Djyango Todo-app Deployment In Kubernetes
I have written this article for college miniproject.
PROBLEM STATEMENT
Here we are deploying the Todo app using GitHub, Docker, and AWS in Kubernetes.
DETAILED REQUIREMENT
Dockerfile
Docker-Image
AWS credential
AWS CLI
Deployment. yaml
Service. yaml
SOFTWARE TOOL USED
- Github
GitHub is a web-based platform that provides a hosting service for Git repositories. It allows individuals and teams to collaborate on projects by providing version control functionality and tools for managing code repositories.
- Docker
Docker is an open-source platform that enables developers to automate the deployment and management of applications within lightweight, isolated containers
- Docker Registry
A Docker registry is a central repository for storing and distributing Docker images..
- AWS
AWS stands for Amazon Web Services. It is a comprehensive cloud computing platform provided by Amazon. AWS offers a broad range of cloud services and solutions.
- Minikube
Minikube is a tool that allows you to run a single-node Kubernetes cluster locally on your machine.
TOTAL MAN HOUR AND WORK
After solving lots of errors and I came up with a DevOps project for the Todo-app Deployment in Kubernetes. It took around 30 hours means around 8 to 10 days.
PROPOSED SOLUTION, DESIGN, IMPLEMENTATION AND CODE
- CREATE DOCKER FILE
FROM python:3
RUN pip install django==3.2
COPY . .
RUN python manage.py migrate
EXPOSE 8001
CMD ["python","manage.py","runserver","0.0.0.0:8001"]
- Build the Docker image.
Use the docker build
command to build the Docker image from the Dockerfile.

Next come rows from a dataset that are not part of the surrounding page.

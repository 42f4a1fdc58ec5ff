//! Field-hints loaders.
//!
//! [`FileHintsLoader`] reads `<Model>.hints` files from an ordered list of
//! directories. The JSON file wins over a `.hints.yaml` / `.hints.yml`
//! companion in the same directory; earlier directories win over later ones.
//!
//! A hints file is a mapping of field id → field hint:
//!
//! ```json
//! {
//!   "_sections": [{ "title": "Account", "fields": ["username"] }],
//!   "username": { "expectedLength": 20, "displayWidth": "medium", "maxLength": 50 },
//!   "bio": { "displayWidth": "wide", "showCharacterCounter": true }
//! }
//! ```
//!
//! Keys starting with `_` are file metadata and skipped. A field entry that
//! fails to parse or validate is dropped with a warning; the rest of the file
//! still loads.

use std::collections::HashMap;
use std::path::{Path, PathBuf};

use serde_json::Value as JsonValue;
use tracing::{debug, trace, warn};

use hintkit_core::defaults::{
    HINTS_DIR, HINTS_EXTENSION, HINTS_YAML_EXTENSIONS, METADATA_KEY_PREFIX,
};
use hintkit_core::{Error, FieldDisplayHint, FieldHints, FieldHintsLoader, Result};

/// On-disk format of a hints file.
#[derive(Debug, Clone, Copy, PartialEq, Eq)]
pub enum HintsFormat {
    Json,
    Yaml,
}

impl HintsFormat {
    /// Format implied by a file's extension. Anything that is not YAML is JSON.
    pub fn from_path(path: &Path) -> Self {
        match path.extension().and_then(|e| e.to_str()) {
            Some(ext) if HINTS_YAML_EXTENSIONS.contains(&ext.to_lowercase().as_str()) => {
                Self::Yaml
            }
            _ => Self::Json,
        }
    }
}

// =============================================================================
// FILE LOADER
// =============================================================================

/// Loads field hints from `<dir>/<Model>.hints` files.
#[derive(Debug, Clone)]
pub struct FileHintsLoader {
    search_paths: Vec<PathBuf>,
}

impl Default for FileHintsLoader {
    fn default() -> Self {
        Self::new([HINTS_DIR])
    }
}

impl FileHintsLoader {
    pub fn new<I, P>(search_paths: I) -> Self
    where
        I: IntoIterator<Item = P>,
        P: Into<PathBuf>,
    {
        Self {
            search_paths: search_paths.into_iter().map(Into::into).collect(),
        }
    }

    pub fn search_paths(&self) -> &[PathBuf] {
        &self.search_paths
    }

    /// Candidate file names for a model, in precedence order.
    fn candidate_names(model_name: &str) -> Vec<String> {
        let mut names = vec![format!("{}.{}", model_name, HINTS_EXTENSION)];
        names.extend(
            HINTS_YAML_EXTENSIONS
                .iter()
                .map(|ext| format!("{}.{}.{}", model_name, HINTS_EXTENSION, ext)),
        );
        names
    }

    /// Find the hints file for `model_name`, if any.
    pub fn locate(&self, model_name: &str) -> Option<PathBuf> {
        let names = Self::candidate_names(model_name);
        for dir in &self.search_paths {
            for name in &names {
                let path = dir.join(name);
                if path.is_file() {
                    return Some(path);
                }
            }
        }
        None
    }

    /// Load hints for `model_name`, surfacing read and parse errors.
    ///
    /// A model with no hints file is not an error: the result is empty.
    pub fn try_load(&self, model_name: &str) -> Result<FieldHints> {
        validate_model_name(model_name)?;

        let Some(path) = self.locate(model_name) else {
            debug!(model = model_name, "No hints file found");
            return Ok(FieldHints::new());
        };

        let content = std::fs::read_to_string(&path)?;
        let hints = parse_hints(&content, HintsFormat::from_path(&path), &path)?;
        debug!(
            model = model_name,
            path = %path.display(),
            field_count = hints.len(),
            "Loaded hints file"
        );
        Ok(hints)
    }
}

impl FieldHintsLoader for FileHintsLoader {
    fn load_hints(&self, model_name: &str) -> FieldHints {
        match self.try_load(model_name) {
            Ok(hints) => hints,
            Err(e) => {
                warn!(model = model_name, error = %e, "Failed to load field hints, using none");
                FieldHints::new()
            }
        }
    }
}

/// Reject names that would escape the search directories.
fn validate_model_name(model_name: &str) -> Result<()> {
    if model_name.trim().is_empty() {
        return Err(Error::InvalidInput("model name is empty".to_string()));
    }
    if model_name.contains(['/', '\\']) || model_name == ".." || model_name == "." {
        return Err(Error::InvalidInput(format!(
            "model name is not a plain file stem: {}",
            model_name
        )));
    }
    Ok(())
}

/// Parse the contents of a hints file.
///
/// `path` is only used for error messages.
pub fn parse_hints(content: &str, format: HintsFormat, path: &Path) -> Result<FieldHints> {
    if content.trim().is_empty() {
        return Ok(FieldHints::new());
    }

    let document: JsonValue = match format {
        HintsFormat::Json => serde_json::from_str(content)
            .map_err(|e| Error::hints_file(path, e.to_string()))?,
        HintsFormat::Yaml => serde_yaml::from_str(content)
            .map_err(|e| Error::hints_file(path, e.to_string()))?,
    };

    let JsonValue::Object(entries) = document else {
        return Err(Error::hints_file(
            path,
            "expected a mapping of field ids to hints",
        ));
    };

    let mut hints = FieldHints::with_capacity(entries.len());
    for (field_id, value) in entries {
        if field_id.starts_with(METADATA_KEY_PREFIX) {
            trace!(field_id = %field_id, "Skipping metadata key");
            continue;
        }

        let hint = match serde_json::from_value::<FieldDisplayHint>(value) {
            Ok(hint) => hint,
            Err(e) => {
                warn!(
                    path = %path.display(),
                    field_id = %field_id,
                    error = %e,
                    "Skipping unparseable field hint"
                );
                continue;
            }
        };

        if let Err(e) = hint.validate() {
            warn!(
                path = %path.display(),
                field_id = %field_id,
                error = %e,
                "Skipping invalid field hint"
            );
            continue;
        }

        hints.insert(field_id, hint);
    }

    Ok(hints)
}

// =============================================================================
// STATIC LOADER
// =============================================================================

/// In-memory loader for embedders that ship hints with the binary, and for
/// tests.
#[derive(Debug, Clone, Default)]
pub struct StaticHintsLoader {
    models: HashMap<String, FieldHints>,
}

impl StaticHintsLoader {
    pub fn new() -> Self {
        Self::default()
    }

    pub fn with_model(mut self, model_name: impl Into<String>, hints: FieldHints) -> Self {
        self.models.insert(model_name.into(), hints);
        self
    }

    pub fn insert(&mut self, model_name: impl Into<String>, hints: FieldHints) {
        self.models.insert(model_name.into(), hints);
    }

    pub fn remove(&mut self, model_name: &str) -> Option<FieldHints> {
        self.models.remove(model_name)
    }
}

impl FieldHintsLoader for StaticHintsLoader {
    fn load_hints(&self, model_name: &str) -> FieldHints {
        self.models.get(model_name).cloned().unwrap_or_default()
    }
}
//! Per-field display metadata.
//!
//! Field hints come from two layers: a file-backed set scoped to a model
//! (`User.hints`) and an explicit set supplied by the caller. Both share this
//! shape; the merger decides which one wins for each field id.

use std::collections::HashMap;

use serde::{Deserialize, Serialize};

use crate::defaults::{WIDTH_MEDIUM_POINTS, WIDTH_NARROW_POINTS, WIDTH_WIDE_POINTS};
use crate::error::{Error, Result};

/// Field id → display hint.
pub type FieldHints = HashMap<String, FieldDisplayHint>;

// =============================================================================
// DISPLAY WIDTH
// =============================================================================

/// Width class of a field.
///
/// Serialized as `"narrow"`, `"medium"`, `"wide"` or a number of points.
/// Numeric strings (`"120"`) are accepted on input.
#[derive(Debug, Clone, Copy, PartialEq, Serialize, Deserialize)]
#[serde(try_from = "DisplayWidthRepr", into = "DisplayWidthRepr")]
pub enum DisplayWidth {
    Narrow,
    Medium,
    Wide,
    Points(f64),
}

impl DisplayWidth {
    /// Width in points.
    pub fn points(&self) -> f64 {
        match self {
            Self::Narrow => WIDTH_NARROW_POINTS,
            Self::Medium => WIDTH_MEDIUM_POINTS,
            Self::Wide => WIDTH_WIDE_POINTS,
            Self::Points(p) => *p,
        }
    }
}

impl std::str::FromStr for DisplayWidth {
    type Err = String;
    fn from_str(s: &str) -> std::result::Result<Self, Self::Err> {
        match s.trim().to_lowercase().as_str() {
            "narrow" => Ok(Self::Narrow),
            "medium" => Ok(Self::Medium),
            "wide" => Ok(Self::Wide),
            other => other
                .parse::<f64>()
                .ok()
                .filter(|p| p.is_finite() && *p > 0.0)
                .map(Self::Points)
                .ok_or_else(|| format!("Invalid display width: {}", s)),
        }
    }
}

#[derive(Serialize, Deserialize)]
#[serde(untagged)]
enum DisplayWidthRepr {
    Points(f64),
    Named(String),
}

impl TryFrom<DisplayWidthRepr> for DisplayWidth {
    type Error = String;
    fn try_from(repr: DisplayWidthRepr) -> std::result::Result<Self, Self::Error> {
        match repr {
            DisplayWidthRepr::Points(p) if p.is_finite() && p > 0.0 => Ok(Self::Points(p)),
            DisplayWidthRepr::Points(p) => Err(format!("Invalid display width: {}", p)),
            DisplayWidthRepr::Named(s) => s.parse(),
        }
    }
}

impl From<DisplayWidth> for DisplayWidthRepr {
    fn from(width: DisplayWidth) -> Self {
        match width {
            DisplayWidth::Narrow => Self::Named("narrow".to_string()),
            DisplayWidth::Medium => Self::Named("medium".to_string()),
            DisplayWidth::Wide => Self::Named("wide".to_string()),
            DisplayWidth::Points(p) => Self::Points(p),
        }
    }
}

// =============================================================================
// FIELD DISPLAY HINT
// =============================================================================

fn default_editable() -> bool {
    true
}

fn is_true(b: &bool) -> bool {
    *b
}

fn is_false(b: &bool) -> bool {
    !*b
}

/// Display metadata for one field of a model.
///
/// Keys are camelCase on the wire; snake_case aliases are accepted so files
/// written by hand in either style load the same.
#[derive(Debug, Clone, PartialEq, Serialize, Deserialize)]
#[serde(rename_all = "camelCase")]
pub struct FieldDisplayHint {
    /// Typical content length, used to size the field.
    #[serde(default, alias = "expected_length", skip_serializing_if = "Option::is_none")]
    pub expected_length: Option<u32>,

    #[serde(default, alias = "display_width", skip_serializing_if = "Option::is_none")]
    pub display_width: Option<DisplayWidth>,

    #[serde(default, alias = "show_character_counter", skip_serializing_if = "is_false")]
    pub show_character_counter: bool,

    #[serde(default, alias = "max_length", skip_serializing_if = "Option::is_none")]
    pub max_length: Option<u32>,

    #[serde(default, alias = "min_length", skip_serializing_if = "Option::is_none")]
    pub min_length: Option<u32>,

    /// Widget kind requested by the model (`"email"`, `"picker"`, ...).
    #[serde(default, alias = "input_type", skip_serializing_if = "Option::is_none")]
    pub input_type: Option<String>,

    #[serde(default, alias = "is_hidden", skip_serializing_if = "is_false")]
    pub is_hidden: bool,

    #[serde(default = "default_editable", alias = "is_editable", skip_serializing_if = "is_true")]
    pub is_editable: bool,

    /// Opaque key/value pairs forwarded to the view layer.
    #[serde(default, skip_serializing_if = "HashMap::is_empty")]
    pub metadata: HashMap<String, String>,
}

impl Default for FieldDisplayHint {
    fn default() -> Self {
        Self {
            expected_length: None,
            display_width: None,
            show_character_counter: false,
            max_length: None,
            min_length: None,
            input_type: None,
            is_hidden: false,
            is_editable: true,
            metadata: HashMap::new(),
        }
    }
}

impl FieldDisplayHint {
    pub fn new() -> Self {
        Self::default()
    }

    pub fn with_expected_length(mut self, length: u32) -> Self {
        self.expected_length = Some(length);
        self
    }

    pub fn with_display_width(mut self, width: DisplayWidth) -> Self {
        self.display_width = Some(width);
        self
    }

    pub fn with_character_counter(mut self) -> Self {
        self.show_character_counter = true;
        self
    }

    pub fn with_max_length(mut self, length: u32) -> Self {
        self.max_length = Some(length);
        self
    }

    pub fn with_min_length(mut self, length: u32) -> Self {
        self.min_length = Some(length);
        self
    }

    pub fn with_input_type(mut self, input_type: impl Into<String>) -> Self {
        self.input_type = Some(input_type.into());
        self
    }

    pub fn with_metadata(mut self, key: impl Into<String>, value: impl Into<String>) -> Self {
        self.metadata.insert(key.into(), value.into());
        self
    }

    pub fn hidden(mut self) -> Self {
        self.is_hidden = true;
        self
    }

    pub fn read_only(mut self) -> Self {
        self.is_editable = false;
        self
    }

    /// Width in points, if a width class was given.
    pub fn width_points(&self) -> Option<f64> {
        self.display_width.map(|w| w.points())
    }

    /// Check that the length bounds are consistent.
    pub fn validate(&self) -> Result<()> {
        if let (Some(min), Some(max)) = (self.min_length, self.max_length) {
            if min > max {
                return Err(Error::InvalidInput(format!(
                    "minLength {} exceeds maxLength {}",
                    min, max
                )));
            }
        }
        Ok(())
    }
}
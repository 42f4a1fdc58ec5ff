//! Field-hints configuration.
//!
//! Configuration can be loaded from:
//! - A YAML file named by `HINTKIT_CONFIG`
//! - Environment variables (`HINTKIT_*` prefixed)
//!
//! # Example
//!
//! ```rust,no_run
//! use hintkit_hints::config::HintsConfig;
//!
//! // Load from HINTKIT_CONFIG or fall back to env vars
//! let config = HintsConfig::load().expect("Failed to load config");
//! let mut cache = config.build_cache();
//! let hints = cache.get_field_hints("User");
//! ```
//!
//! File format:
//!
//! ```yaml
//! hints:
//!   search_paths:
//!     - ./Hints
//!     - ${APP_RESOURCES}/Hints
//!   cache_enabled: true
//! ```

use std::env;
use std::path::{Path, PathBuf};

use once_cell::sync::Lazy;
use regex::Regex;
use serde::{Deserialize, Serialize};
use thiserror::Error;
use tracing::{debug, info, warn};

use hintkit_core::defaults::{ENV_CACHE_ENABLED, ENV_CONFIG, ENV_HINTS_PATH, HINTS_DIR};

use crate::cache::FieldHintsCache;
use crate::loader::FileHintsLoader;

/// Configuration errors.
#[derive(Debug, Error)]
pub enum ConfigError {
    #[error("Failed to read config file: {0}")]
    FileRead(#[from] std::io::Error),

    #[error("Failed to parse YAML: {0}")]
    YamlParse(#[from] serde_yaml::Error),

    #[error("Validation error: {0}")]
    Validation(String),
}

pub type ConfigResult<T> = Result<T, ConfigError>;

impl From<ConfigError> for hintkit_core::Error {
    fn from(e: ConfigError) -> Self {
        hintkit_core::Error::Config(e.to_string())
    }
}

fn default_search_paths() -> Vec<PathBuf> {
    vec![PathBuf::from(HINTS_DIR)]
}

fn default_cache_enabled() -> bool {
    true
}

/// Where hints files live and whether lookups are cached.
#[derive(Debug, Clone, PartialEq, Eq, Serialize, Deserialize)]
pub struct HintsConfig {
    /// Directories searched for `<Model>.hints`, in precedence order.
    #[serde(default = "default_search_paths")]
    pub search_paths: Vec<PathBuf>,
    #[serde(default = "default_cache_enabled")]
    pub cache_enabled: bool,
}

impl Default for HintsConfig {
    fn default() -> Self {
        Self {
            search_paths: default_search_paths(),
            cache_enabled: default_cache_enabled(),
        }
    }
}

impl HintsConfig {
    /// Load configuration from environment variables with fallback to defaults.
    ///
    /// - `HINTKIT_HINTS_PATH`: directory list in the platform's path-list
    ///   syntax (`:` on Unix, `;` on Windows)
    /// - `HINTKIT_CACHE_ENABLED`: "true"/"1"/"yes"/"on" or "false"/"0"/"no"/"off"
    pub fn from_env() -> Self {
        let mut config = Self::default();

        if let Some(val) = env::var_os(ENV_HINTS_PATH) {
            let paths: Vec<PathBuf> = env::split_paths(&val)
                .filter(|p| !p.as_os_str().is_empty())
                .collect();
            if paths.is_empty() {
                warn!(var = ENV_HINTS_PATH, "Empty hints path, using default");
            } else {
                config.search_paths = paths;
            }
        }

        if let Ok(val) = env::var(ENV_CACHE_ENABLED) {
            match parse_bool(&val) {
                Some(enabled) => config.cache_enabled = enabled,
                None => warn!(value = %val, "Invalid {}, using default", ENV_CACHE_ENABLED),
            }
        }

        config
    }

    /// Load configuration from a YAML file with a top-level `hints:` mapping.
    ///
    /// `${VAR}` references are replaced with environment values; unknown
    /// variables are left as written.
    pub fn from_file(path: &Path) -> ConfigResult<Self> {
        let content = std::fs::read_to_string(path)?;
        let content = Self::substitute_env_vars(&content);

        #[derive(Deserialize)]
        struct YamlRoot {
            #[serde(default)]
            hints: Option<HintsConfig>,
        }

        let root: YamlRoot = serde_yaml::from_str(&content)?;
        let config = root.hints.unwrap_or_default();
        config.validate()?;
        Ok(config)
    }

    /// Load from the file named by `HINTKIT_CONFIG`, falling back to
    /// environment variables.
    pub fn load() -> ConfigResult<Self> {
        match env::var_os(ENV_CONFIG).map(PathBuf::from) {
            Some(path) if path.is_file() => {
                info!("Loading hints config from: {}", path.display());
                Self::from_file(&path)
            }
            Some(path) => {
                warn!(
                    "{} points to {}, which is not a file; using environment variables",
                    ENV_CONFIG,
                    path.display()
                );
                Ok(Self::from_env())
            }
            None => {
                debug!("{} not set, using environment variables", ENV_CONFIG);
                Ok(Self::from_env())
            }
        }
    }

    /// Validate the configuration.
    pub fn validate(&self) -> ConfigResult<()> {
        if self.search_paths.is_empty() {
            return Err(ConfigError::Validation(
                "search_paths cannot be empty".to_string(),
            ));
        }
        if self.search_paths.iter().any(|p| p.as_os_str().is_empty()) {
            return Err(ConfigError::Validation(
                "search_paths cannot contain an empty path".to_string(),
            ));
        }
        Ok(())
    }

    pub fn build_loader(&self) -> FileHintsLoader {
        FileHintsLoader::new(self.search_paths.iter().cloned())
    }

    /// Build a cache over a [`FileHintsLoader`]; disabled caches pass every
    /// lookup through to the loader.
    pub fn build_cache(&self) -> FieldHintsCache<FileHintsLoader> {
        let loader = self.build_loader();
        if self.cache_enabled {
            FieldHintsCache::new(loader)
        } else {
            FieldHintsCache::disabled(loader)
        }
    }

    fn substitute_env_vars(content: &str) -> String {
        static ENV_REF: Lazy<Regex> = Lazy::new(|| {
            Regex::new(r"\$\{([A-Z_][A-Z0-9_]*)\}").expect("env reference pattern is valid")
        });
        ENV_REF
            .replace_all(content, |caps: &regex::Captures| {
                let var_name = &caps[1];
                env::var(var_name).unwrap_or_else(|_| format!("${{{}}}", var_name))
            })
            .to_string()
    }
}

/// Parse a boolean flag. Unrecognized values return `None`.
fn parse_bool(val: &str) -> Option<bool> {
    match val.trim().to_lowercase().as_str() {
        "true" | "1" | "yes" | "on" => Some(true),
        "false" | "0" | "no" | "off" => Some(false),
        _ => None,
    }
}
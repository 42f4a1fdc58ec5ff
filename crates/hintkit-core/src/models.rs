//! Semantic tags carried by a hint record and the strategy tag the resolver
//! produces.
//!
//! All tags serialize in camelCase (`"coverFlow"`, `"externalIntegration"`)
//! and parse case-insensitively, ignoring `_`, `-` and whitespace, so
//! `"cover_flow"`, `"CoverFlow"` and `"cover-flow"` are the same value.

use serde::{Deserialize, Serialize};

/// Lowercases and strips separators so loose spellings compare equal.
fn normalize_token(s: &str) -> String {
    s.chars()
        .filter(|c| *c != '_' && *c != '-' && !c.is_whitespace())
        .flat_map(char::to_lowercase)
        .collect()
}

// =============================================================================
// CONTENT TYPE
// =============================================================================

/// Semantic category of the data being presented.
///
/// Only [`ContentType::Media`] and [`ContentType::Navigation`] influence
/// strategy resolution; the rest drive iconography and messaging in the
/// view layer.
#[derive(Debug, Clone, Copy, PartialEq, Eq, Hash, Serialize, Deserialize, Default)]
#[serde(rename_all = "camelCase")]
pub enum ContentType {
    #[default]
    Generic,
    Text,
    Number,
    Date,
    Image,
    Boolean,
    Collection,
    Numeric,
    Hierarchical,
    Temporal,
    Media,
    Form,
    List,
    Grid,
    Chart,
    Custom,
    User,
    Transaction,
    Action,
    Product,
    Communication,
    Location,
    Navigation,
    Card,
    Detail,
    Modal,
    Sheet,
    Settings,
    Profile,
    Summary,
    ExternalIntegration,
}

impl ContentType {
    /// Every content type, in declaration order.
    pub const ALL: [ContentType; 31] = [
        Self::Generic,
        Self::Text,
        Self::Number,
        Self::Date,
        Self::Image,
        Self::Boolean,
        Self::Collection,
        Self::Numeric,
        Self::Hierarchical,
        Self::Temporal,
        Self::Media,
        Self::Form,
        Self::List,
        Self::Grid,
        Self::Chart,
        Self::Custom,
        Self::User,
        Self::Transaction,
        Self::Action,
        Self::Product,
        Self::Communication,
        Self::Location,
        Self::Navigation,
        Self::Card,
        Self::Detail,
        Self::Modal,
        Self::Sheet,
        Self::Settings,
        Self::Profile,
        Self::Summary,
        Self::ExternalIntegration,
    ];

    pub fn as_str(&self) -> &'static str {
        match self {
            Self::Generic => "generic",
            Self::Text => "text",
            Self::Number => "number",
            Self::Date => "date",
            Self::Image => "image",
            Self::Boolean => "boolean",
            Self::Collection => "collection",
            Self::Numeric => "numeric",
            Self::Hierarchical => "hierarchical",
            Self::Temporal => "temporal",
            Self::Media => "media",
            Self::Form => "form",
            Self::List => "list",
            Self::Grid => "grid",
            Self::Chart => "chart",
            Self::Custom => "custom",
            Self::User => "user",
            Self::Transaction => "transaction",
            Self::Action => "action",
            Self::Product => "product",
            Self::Communication => "communication",
            Self::Location => "location",
            Self::Navigation => "navigation",
            Self::Card => "card",
            Self::Detail => "detail",
            Self::Modal => "modal",
            Self::Sheet => "sheet",
            Self::Settings => "settings",
            Self::Profile => "profile",
            Self::Summary => "summary",
            Self::ExternalIntegration => "externalIntegration",
        }
    }

    /// Parse a content type, falling back to [`ContentType::Generic`].
    pub fn from_str_loose(s: &str) -> Self {
        s.parse().unwrap_or_default()
    }
}
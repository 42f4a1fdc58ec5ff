//! Strategy rules.
//!
//! Each rule inspects the resolved hints and the platform signal and either
//! claims the decision (`Some(strategy)`) or passes (`None`). The resolver
//! evaluates rules in order; the first claim wins.
//!
//! | Order | Rule | Applies when |
//! |-------|------|--------------|
//! | 1 | [`FeatureCardsRule`] | `itemType == "featureCards"` and `interactionStyle == "expandable"` |
//! | 2 | [`MediaRule`] | content type is `media` |
//! | 3 | [`NavigationRule`] | content type is `navigation` |
//! | 4 | [`PreferenceRule`] | always |

use hintkit_core::defaults::{INTERACTION_EXPANDABLE, ITEM_TYPE_FEATURE_CARDS};
use hintkit_core::{
    ContentType, DeviceClass, PlatformFamily, PlatformSignal, PresentationHints,
    PresentationPreference, StrategyTag,
};

/// One entry in the resolver's decision table.
pub trait StrategyRule {
    /// Stable name, used in logs.
    fn name(&self) -> &str;

    /// The strategy this rule picks, or `None` if it does not apply.
    fn evaluate(&self, hints: &PresentationHints, platform: &PlatformSignal)
        -> Option<StrategyTag>;
}

impl<R: StrategyRule + ?Sized> StrategyRule for Box<R> {
    fn name(&self) -> &str {
        (**self).name()
    }

    fn evaluate(
        &self,
        hints: &PresentationHints,
        platform: &PlatformSignal,
    ) -> Option<StrategyTag> {
        (**self).evaluate(hints, platform)
    }
}

// =============================================================================
// FEATURE CARDS
// =============================================================================

/// Expandable feature cards.
#[derive(Debug, Clone, Copy, Default)]
pub struct FeatureCardsRule;

impl FeatureCardsRule {
    fn applies(hints: &PresentationHints) -> bool {
        hints.item_type() == Some(ITEM_TYPE_FEATURE_CARDS)
            && hints.interaction_style() == Some(INTERACTION_EXPANDABLE)
    }
}

impl StrategyRule for FeatureCardsRule {
    fn name(&self) -> &str {
        "feature_cards"
    }

    fn evaluate(
        &self,
        hints: &PresentationHints,
        platform: &PlatformSignal,
    ) -> Option<StrategyTag> {
        if !Self::applies(hints) {
            return None;
        }
        let strategy = match platform.family {
            PlatformFamily::VisionOs => StrategyTag::CoverFlow,
            PlatformFamily::MacOs => StrategyTag::ExpandableCards,
            PlatformFamily::Ios => {
                if platform.device == DeviceClass::Pad {
                    StrategyTag::ExpandableCards
                } else {
                    StrategyTag::Adaptive
                }
            }
            PlatformFamily::WatchOs | PlatformFamily::TvOs => StrategyTag::List,
        };
        Some(strategy)
    }
}

// =============================================================================
// MEDIA
// =============================================================================

#[derive(Debug, Clone, Copy, Default)]
pub struct MediaRule;

impl StrategyRule for MediaRule {
    fn name(&self) -> &str {
        "media"
    }

    fn evaluate(
        &self,
        hints: &PresentationHints,
        platform: &PlatformSignal,
    ) -> Option<StrategyTag> {
        if hints.content_type() != ContentType::Media {
            return None;
        }
        let family = platform.family;
        let strategy = if family.is_spatial() {
            StrategyTag::CoverFlow
        } else if family.is_desktop() || family.is_touch_handheld() {
            StrategyTag::Masonry
        } else {
            StrategyTag::Grid
        };
        Some(strategy)
    }
}

// =============================================================================
// NAVIGATION
// =============================================================================

/// Navigation content follows the device class, not the OS family.
#[derive(Debug, Clone, Copy, Default)]
pub struct NavigationRule;

impl StrategyRule for NavigationRule {
    fn name(&self) -> &str {
        "navigation"
    }

    fn evaluate(
        &self,
        hints: &PresentationHints,
        platform: &PlatformSignal,
    ) -> Option<StrategyTag> {
        if hints.content_type() != ContentType::Navigation {
            return None;
        }
        let strategy = match platform.device {
            DeviceClass::Pad => StrategyTag::Grid,
            DeviceClass::Phone | DeviceClass::Desktop | DeviceClass::Other => StrategyTag::List,
        };
        Some(strategy)
    }
}

// =============================================================================
// PREFERENCE
// =============================================================================

/// Maps the caller's preference directly. Always applies.
#[derive(Debug, Clone, Copy, Default)]
pub struct PreferenceRule;

impl PreferenceRule {
    pub fn strategy_for(preference: PresentationPreference) -> StrategyTag {
        match preference {
            PresentationPreference::Cards => StrategyTag::ExpandableCards,
            PresentationPreference::List => StrategyTag::List,
            PresentationPreference::Grid => StrategyTag::Grid,
            PresentationPreference::Masonry => StrategyTag::Masonry,
            PresentationPreference::CoverFlow => StrategyTag::CoverFlow,
            _ => StrategyTag::Adaptive,
        }
    }
}

impl StrategyRule for PreferenceRule {
    fn name(&self) -> &str {
        "preference"
    }

    fn evaluate(
        &self,
        hints: &PresentationHints,
        _platform: &PlatformSignal,
    ) -> Option<StrategyTag> {
        Some(Self::strategy_for(hints.preference()))
    }
}

/// The standard rule table, in evaluation order.
pub fn default_rules() -> Vec<Box<dyn StrategyRule>> {
    vec![
        Box::new(FeatureCardsRule),
        Box::new(MediaRule),
        Box::new(NavigationRule),
        Box::new(PreferenceRule),
    ]
}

docker build -t todo-app:latest .
Push the Docker image to a container registry
docker push anish60/project:latest
- Create Deployment
In Kubernetes, a Deployment is an object that provides declarative updates and lifecycle management for Pods and ReplicaSets. It is a higher-level abstraction that simplifies the process of managing and scaling application deployments.
apiVersion: apps/v1
kind: Deployment
metadata:
name: todo-deployment
labels:
app: todo
spec:
replicas: 3
selector:
matchLabels:
app: todo
template:
metadata:
labels:
app: todo
spec:
containers:
- name: todo
image: anish60/project:latest
ports:
- containerPort: 8001
Run command kubectl apply -f deployment.yaml
- Create service of NodePort
In Kubernetes, a Service is an abstract layer that provides network connectivity and load balancing to a set of Pods.
apiVersion: v1
kind: Service
metadata:
name: todo-service
spec:
type: NodePort
selector:
app: todo
ports:
- port: 8001
targetPort: 8001
nodePort: 30007
Run Command kubectl apply -f service.yaml
Now we have to expose our deployment and forward the service port to AWS Ec2 to access our application.
kubectl expose deployment <deployment-name> --NodePort
kubectl port-forward svc/<service-name> 8001:8001 --address 0.0.0.0 &
Now, Access your Application on http://<ec2_public_ip>:8001
Conclusion
This DevOps project can be added to Resume too. This is a real demonstration that how big companies deploy their application in Kubernetes and there is a lot of service that Kubernetes provide.